Why is drinking water good for the body?

Water makes up about 60% of your body weight. These bodily fluids perform a variety of functions, including digestion, absorption, circulation, saliva production, nutrition transport and maintenance of body temperature.

For more health benefits of water, check out the points mentioned earlier in this guide.

What are the symptoms of dehydration?

According to the NHS’ guidance on dehydration, symptoms of dehydration include:

  • Feeling thirsty
  • Dark yellow and strong-smelling pee
  • Feeling dizzy/lightheaded
  • Feeling tired
  • Dry mouth, lips and eyes
  • Peeing less than four times a day.

Does water help you lose weight?

Water is an excellent tool for weight reduction. It's calorie-free, helps you burn more calories, and may even suppress your appetite if consumed before meals. The advantages are much more significant when you switch to water instead of sugary beverages. It's a simple method to decrease sugar and calorie consumption.

Is tap water safe to drink?

Tap water might contain germs or parasites that make you ill. The majority of tap water supplied by water providers is subjected to rigorous requirements that guarantee you can drink it on a daily basis without harm.

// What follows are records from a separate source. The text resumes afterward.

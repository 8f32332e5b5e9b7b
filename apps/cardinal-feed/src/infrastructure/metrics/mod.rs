//! Prometheus Metrics Module
//!
//! Exposes feed metrics in Prometheus format.
//!
//! # Metrics Categories
//!
//! - **Bus**: events delivered per channel, rejected pushes, backpressure waits
//! - **Listen keys**: acquisitions, renewals and authentication downgrades
//! - **Sessions**: state gauge, frames, decode errors, exits, reconnects
//!
//! # Integration
//!
//! Metrics are exposed at `/metrics` on the health server port. Recording
//! before [`init_metrics`] is a no-op.

use std::fmt;
use std::sync::OnceLock;
use std::time::Duration;

use metrics::{counter, describe_counter, describe_gauge, describe_histogram, gauge, histogram};
use metrics_exporter_prometheus::{BuildError, PrometheusBuilder, PrometheusHandle};
use serde::Serialize;

use crate::domain::session::{SessionExit, SessionState};

// =============================================================================
// Global Metrics Handle
// =============================================================================

static PROMETHEUS_HANDLE: OnceLock<PrometheusHandle> = OnceLock::new();

/// Initialize the Prometheus metrics recorder.
///
/// Subsequent calls return the handle installed by the first one.
///
/// # Errors
///
/// Returns an error if the global recorder cannot be installed.
pub fn init_metrics() -> Result<PrometheusHandle, BuildError> {
    if let Some(handle) = PROMETHEUS_HANDLE.get() {
        return Ok(handle.clone());
    }

    let handle = PrometheusBuilder::new().install_recorder()?;
    register_metrics();
    Ok(PROMETHEUS_HANDLE.get_or_init(|| handle).clone())
}

/// Get the Prometheus handle for rendering metrics.
///
/// Returns `None` if metrics have not been initialized.
#[must_use]
pub fn get_metrics_handle() -> Option<PrometheusHandle> {
    PROMETHEUS_HANDLE.get().cloned()
}

// =============================================================================
// Metric Registration
// =============================================================================

fn register_metrics() {
    // Bus
    describe_counter!(
        "cardinal_feed_bus_events_total",
        "Events delivered to a bus channel by exchange and payload kind"
    );
    describe_counter!(
        "cardinal_feed_bus_rejected_total",
        "Pushes rejected because the channel was never enabled"
    );
    describe_histogram!(
        "cardinal_feed_bus_backpressure_seconds",
        "Time a producer waited for the consumer to take an event"
    );

    // Listen keys
    describe_counter!(
        "cardinal_feed_listen_key_acquisitions_total",
        "Listen key acquisition attempts by outcome"
    );
    describe_counter!(
        "cardinal_feed_listen_key_renewals_total",
        "Listen key keep-alive attempts by outcome"
    );
    describe_counter!(
        "cardinal_feed_auth_downgrades_total",
        "Sessions that fell back to public streams"
    );

    // Sessions
    describe_gauge!(
        "cardinal_feed_session_state",
        "Session state (0=disconnected 1=authenticating 2=connected 3=degraded 4=closed)"
    );
    describe_counter!(
        "cardinal_feed_frames_received_total",
        "Data frames received from exchange streams"
    );
    describe_counter!(
        "cardinal_feed_decode_errors_total",
        "Frames dropped because they could not be decoded"
    );
    describe_counter!(
        "cardinal_feed_session_exits_total",
        "Read loop exits by reason"
    );
    describe_counter!(
        "cardinal_feed_reconnects_total",
        "Session reconnection attempts"
    );
}

// =============================================================================
// Labels
// =============================================================================

/// Bus channel label.
#[derive(Debug, Clone, Copy, PartialEq, Eq, Hash, Serialize)]
#[serde(rename_all = "lowercase")]
pub enum BusChannel {
    /// Market data channel.
    Ticker,
    /// Depth, account and order channel.
    Watcher,
}

impl BusChannel {
    /// Lower-case channel name.
    #[must_use]
    pub const fn as_str(self) -> &'static str {
        match self {
            Self::Ticker => "ticker",
            Self::Watcher => "watcher",
        }
    }
}

impl fmt::Display for BusChannel {
    fn fmt(&self, f: &mut fmt::Formatter<'_>) -> fmt::Result {
        f.write_str(self.as_str())
    }
}

const fn outcome(success: bool) -> &'static str {
    if success { "success" } else { "failure" }
}

// =============================================================================
// Metric Recording Functions
// =============================================================================

/// Record an event delivered to the bus.
pub fn record_bus_event(channel: BusChannel, exchange: &str, kind: &'static str) {
    counter!(
        "cardinal_feed_bus_events_total",
        "channel" => channel.as_str(),
        "exchange" => exchange.to_string(),
        "kind" => kind
    )
    .increment(1);
}

/// Record a push to a channel that was never enabled.
pub fn record_bus_rejected(channel: BusChannel) {
    counter!(
        "cardinal_feed_bus_rejected_total",
        "channel" => channel.as_str()
    )
    .increment(1);
}

/// Record how long a producer waited for the consumer.
pub fn record_backpressure_wait(channel: BusChannel, waited: Duration) {
    histogram!(
        "cardinal_feed_bus_backpressure_seconds",
        "channel" => channel.as_str()
    )
    .record(waited.as_secs_f64());
}

/// Record a listen key acquisition attempt.
pub fn record_listen_key_acquired(exchange: &str, success: bool) {
    counter!(
        "cardinal_feed_listen_key_acquisitions_total",
        "exchange" => exchange.to_string(),
        "outcome" => outcome(success)
    )
    .increment(1);
}

/// Record a listen key keep-alive attempt.
pub fn record_listen_key_renewal(exchange: &str, success: bool) {
    counter!(
        "cardinal_feed_listen_key_renewals_total",
        "exchange" => exchange.to_string(),
        "outcome" => outcome(success)
    )
    .increment(1);
}

/// Record a fallback from authenticated to public streams.
pub fn record_auth_downgrade(exchange: &str) {
    counter!(
        "cardinal_feed_auth_downgrades_total",
        "exchange" => exchange.to_string()
    )
    .increment(1);
}

/// Update the session state gauge.
pub fn set_session_state(exchange: &str, state: SessionState) {
    gauge!(
        "cardinal_feed_session_state",
        "exchange" => exchange.to_string()
    )
    .set(state.as_gauge());
}

/// Record a data frame read from the stream.
pub fn record_frame_received(exchange: &str) {
    counter!(
        "cardinal_feed_frames_received_total",
        "exchange" => exchange.to_string()
    )
    .increment(1);
}

/// Record a frame that failed to decode.
pub fn record_decode_error(exchange: &str) {
    counter!(
        "cardinal_feed_decode_errors_total",
        "exchange" => exchange.to_string()
    )
    .increment(1);
}

/// Record why a read loop stopped.
pub fn record_session_exit(exchange: &str, exit: &SessionExit) {
    counter!(
        "cardinal_feed_session_exits_total",
        "exchange" => exchange.to_string(),
        "reason" => exit.label()
    )
    .increment(1);
}

/// Record a reconnection attempt.
pub fn record_reconnect(exchange: &str) {
    counter!(
        "cardinal_feed_reconnects_total",
        "exchange" => exchange.to_string()
    )
    .increment(1);
}

// =============================================================================
// Tests
// =============================================================================

#[cfg(test)]
mod tests {
    use super::*;

    #[test]
    fn bus_channel_names() {
        assert_eq!(BusChannel::Ticker.as_str(), "ticker");
        assert_eq!(BusChannel::Watcher.to_string(), "watcher");
    }

    #[test]
    fn outcome_labels() {
        assert_eq!(outcome(true), "success");
        assert_eq!(outcome(false), "failure");
    }

    #[test]
    fn recording_without_recorder_is_noop() {
        record_bus_event(BusChannel::Ticker, "binance", "trade");
        record_session_exit("binance", &SessionExit::Cancelled);
        set_session_state("binance", SessionState::Connected);
    }
}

Your local health department will most likely issue a "boil water warning" if potentially harmful microbes are discovered in tap water.

Is there a benefit to drinking hot water?

Research suggests that drinking hot water in the morning may stimulate the body's metabolism, resulting in more fat loss throughout the day. Drinking hot water also aids in the cleansing of the intestines and the removal of waste from the body, which can cause flatulence and excessive water retention. However, research is in the early stages and there’s no clear answer just yet.

When to see a doctor

If you have persistent swelling or water retention in your body and limbs, consult with your doctor. Water retention can sometimes be a symptom of a more serious problem, so it's best to have that checked out by a professional. Symptoms might include:

  • Dimpling skin
  • Tight skin
  • Shortness of breath or coughing when lying down.

To Summarise

Water is an incredibly essential nutrient for your body and water consumption should not be neglected. While water weight can feel daunting, it will go away on its own if you follow the points in this guide. Consult your doctor if water weight remains, particularly if it’s causing persistent swelling.